As mentioned, CANSA provides home-from-home accommodation to patients undergoing cancer treatment at oncology clinics far from their homes.

Patients at our CANSA Care Homes stay for an average of six weeks and receive meals and transport to and from treatment centres.

We are there to help and support not only the person who has been diagnosed with cancer but also the friends, loved ones and care givers of those affected by cancer.

To arrange to stay at a Care Home please contact the CANSA Care Home nearest to you and book your stay. For more info, visit www.cansa.org.za or join on social media for more information. CANSA The Cancer Association of South Africa on Facebook, @CANSA on Twitter and @CancerAssociationOfSouthAfrica on Instagram
Cancer survivor, Magda stayed at Mkhuhla Care Home in Durban, Monday to Friday for the six weeks while she was undergoing radiotherapy. She had a room overlooking the garden and made friends with two other ladies who were also staying over and receiving treatment. Every day they were taken to the treatment centre in a minibus.
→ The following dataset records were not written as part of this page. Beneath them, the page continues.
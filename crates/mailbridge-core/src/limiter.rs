//! HTTP-facing token buckets.
//!
//! Fixed one-minute windows per client key. A check returns the header
//! values the HTTP collaborator emits (`X-RateLimit-Limit`, `-Remaining`,
//! `-Reset`) and, on denial, the `Retry-After` seconds. The email-ops
//! limiter's denials are bridged into the admission queues' cooldown by
//! the service layer.

use std::collections::HashMap;
use std::sync::Mutex;

use tokio::time::{Duration, Instant};

/// Outcome of a rate-limit check.
#[derive(Debug, Clone, PartialEq, Eq)]
pub struct Decision {
    /// Whether the request may proceed.
    pub allowed: bool,
    /// Window limit.
    pub limit: u32,
    /// Requests left in the current window.
    pub remaining: u32,
    /// Seconds until the window resets.
    pub reset_secs: u64,
    /// `Retry-After` seconds; present only on denial.
    pub retry_after: Option<u64>,
}

impl Decision {
    /// The three rate-limit headers every limited endpoint emits.
    #[must_use]
    pub fn headers(&self) -> [(&'static str, String); 3] {
        [
            ("X-RateLimit-Limit", self.limit.to_string()),
            ("X-RateLimit-Remaining", self.remaining.to_string()),
            ("X-RateLimit-Reset", self.reset_secs.to_string()),
        ]
    }
}

struct Window {
    started: Instant,
    count: u32,
}

/// A fixed-window rate limiter keyed by client identity.
pub struct RateLimiter {
    limit: u32,
    window: Duration,
    windows: Mutex<HashMap<String, Window>>,
}

impl RateLimiter {
    /// Creates a limiter allowing `limit` requests per `window`.
    #[must_use]
    pub fn new(limit: u32, window: Duration) -> Self {
        Self {
            limit,
            window,
            windows: Mutex::new(HashMap::new()),
        }
    }

    /// Records a request for `key` and decides whether it may proceed.
    pub fn check(&self, key: &str) -> Decision {
        let now = Instant::now();
        let mut windows = self
            .windows
            .lock()
            .unwrap_or_else(std::sync::PoisonError::into_inner);

        // Opportunistic cleanup keeps the map bounded by active clients.
        if windows.len() > 1024 {
            windows.retain(|_, w| now.duration_since(w.started) < self.window);
        }

        let window = windows.entry(key.to_string()).or_insert(Window {
            started: now,
            count: 0,
        });

        if now.duration_since(window.started) >= self.window {
            window.started = now;
            window.count = 0;
        }

        let reset_in = self.window - now.duration_since(window.started);
        let reset_secs = reset_in.as_secs().max(1);

        if window.count < self.limit {
            window.count += 1;
            Decision {
                allowed: true,
                limit: self.limit,
                remaining: self.limit - window.count,
                reset_secs,
                retry_after: None,
            }
        } else {
            Decision {
                allowed: false,
                limit: self.limit,
                remaining: 0,
                reset_secs,
                retry_after: Some(reset_secs),
            }
        }
    }
}

/// The three limiters the HTTP surface consults.
pub struct LimiterSet {
    /// General API traffic: 100/min.
    pub general: RateLimiter,
    /// Email operations: 30/min; denials feed IMAP back-pressure.
    pub email_ops: RateLimiter,
    /// Auth attempts: 10/min.
    pub auth: RateLimiter,
}

impl Default for LimiterSet {
    fn default() -> Self {
        let minute = Duration::from_secs(60);
        Self {
            general: RateLimiter::new(100, minute),
            email_ops: RateLimiter::new(30, minute),
            auth: RateLimiter::new(10, minute),
        }
    }
}

#[cfg(test)]
#[allow(clippy::unwrap_used)]
mod tests {
    use super::*;

    #[tokio::test(start_paused = true)]
    async fn allows_up_to_limit_then_denies() {
        let limiter = RateLimiter::new(3, Duration::from_secs(60));

        for expected_remaining in [2, 1, 0] {
            let decision = limiter.check("client");
            assert!(decision.allowed);
            assert_eq!(decision.remaining, expected_remaining);
        }

        let denied = limiter.check("client");
        assert!(!denied.allowed);
        assert_eq!(denied.remaining, 0);
        assert!(denied.retry_after.is_some());
    }

    #[tokio::test(start_paused = true)]
    async fn window_resets_after_a_minute() {
        let limiter = RateLimiter::new(1, Duration::from_secs(60));
        assert!(limiter.check("client").allowed);
        assert!(!limiter.check("client").allowed);

        tokio::time::advance(Duration::from_secs(61)).await;
        assert!(limiter.check("client").allowed);
    }

    #[tokio::test(start_paused = true)]
    async fn keys_are_independent() {
        let limiter = RateLimiter::new(1, Duration::from_secs(60));
        assert!(limiter.check("a").allowed);
        assert!(limiter.check("b").allowed);
        assert!(!limiter.check("a").allowed);
    }

    #[tokio::test(start_paused = true)]
    async fn headers_shape() {
        let limiter = RateLimiter::new(5, Duration::from_secs(60));
        let decision = limiter.check("client");
        let headers = decision.headers();
        assert_eq!(headers[0], ("X-RateLimit-Limit", "5".to_string()));
        assert_eq!(headers[1], ("X-RateLimit-Remaining", "4".to_string()));
        assert_eq!(headers[2].0, "X-RateLimit-Reset");
    }

    #[test]
    fn default_set_matches_policy() {
        let set = LimiterSet::default();
        assert_eq!(set.general.limit, 100);
        assert_eq!(set.email_ops.limit, 30);
        assert_eq!(set.auth.limit, 10);
    }
}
She shared, “It’s wonderful here….and the meals are just right when you’re not feeling so well. I don’t feel self-conscious. We’re all in the same boat.”

Henk Hills, a recent guest, shared his experience via Twitter, “As a cancer survivor, I would like to thank CANSA and especially the staff at the Tipuana Care Home (Pretoria) for all their support, I really owe you guys my deepest thanx”.

Offering a place to stay is just one of many ways CANSA helps cancer patients cope with this awful disease. In 2015, CANSA with the help of donors and volunteers, brought comfort and care, served meals and provided transport to almost 3 847 individual patients who came to them for help. Find out more on http://www.cansa.org.za/cansas-care-support/cansa-care-homes/

Online Support Groups & Programmes for Survivors

CANSA also has various online support platforms offering support, receiving and providing encouragement from fellow members and sharing stories:

• Facebook Group: Champions of Hope – CANSA Survivors for cancer Survivors https://www.facebook.com/groups/ChampionsofHope/
• Facebook Group: CANSA Caring for the Carers –  for caregivers helping cancer Survivors (patients) https://www.facebook.com/groups/CANSACaregivers/

• Facebook Group: CANSA – TLC specifically for children and families affected by cancer. https://www.facebook.com/groups/CANSATLC/

• iSurvivor Online Support Programme – a 20 week email guide to assist cancer Survivors along their journey and help them cope better – http://www.isurvivor.co.za/

• KickButt Online Support Programme – a series of weekly e-mails to help quit smoking http://www.ekickbutt.org.za/
• CANSA’s CancerCare Coping Kit Audioprogramme and booklet – providing information, practical tools and tips to promote physical, emotional and mental well-being before and during treatment. In short, it helps the newly diagnosed cancer patient and their loved ones to cope with cancer. http://www.cansa.org.za/cancercare-coping-kit/

 

Compiled by
Dr Melissa Wallace, Head of Research
Lorraine Govender, National Advocacy Co – ordinator

 

A voice for the voiceless

 

My name is Martie Westraad. I am 53 years old and live in Suiderberg, Pretoria.  I was worried and concerned about my breast as I could see something terrible was wrong with my one breast. I first went to CANSA in Rietfontein. They referred me to Pink Drive, who immediately referred me to George Makhuri Hospital in Ga-rankuwa.  I was diagnosed with stage 3 advanced breast cancer in March of 2016 after all the required test were done and started with chemotherapy in June 2016. My next appointment was scheduled for 12th July 2016, however on the 8th July I received a phone call from the breast clinic to inform me that my appointment had been postponed as there was no chemo stock available for my treatment. They said I should phone again in August to determine whether they have received stock of the specific treatment. This was very stressful for me as I realised that I cannot miss one chemo treatment and if I do I have to start all over again. My colleagues at work offered to help me financially to pay for the treatment if we could buy it  privately, and if it could still be administed. This was a dead end as well, and to crown it all the staff at the hospital were very rude to me. I decided to phone the Pink Drive as I knew that this is not supposed to happen. I was asked to send an email with all the details, which I did and the next moment the emails started pouring into my inbox from ALL the various organisations that started fighting on my behalf. I sat back and read …. I did not even know that they all exist. I did not even know that this is possible.  That was Friday 8 July. On Monday 11th July I received a personal phone call from the acting CEO of the George Makhuri Hospital, Dr Freddy Kgongwana, to inform me that I must come to the hospital for the scheduled chemo treatment on the 12th July as they have received their stock. I went – and yes I was able to get my treatment on time. THANK YOU to The PINK DRIVE for initiating this CALL for HELP and to ALL the members of the Advocates for Breast Cancer who got on board and voiced their concern about this. You really are the “Voice of the Voiceless”. Thank you to the Department of Health for dealing with this matter so speedily – is certainly good to know that we can depend on you in our time of need!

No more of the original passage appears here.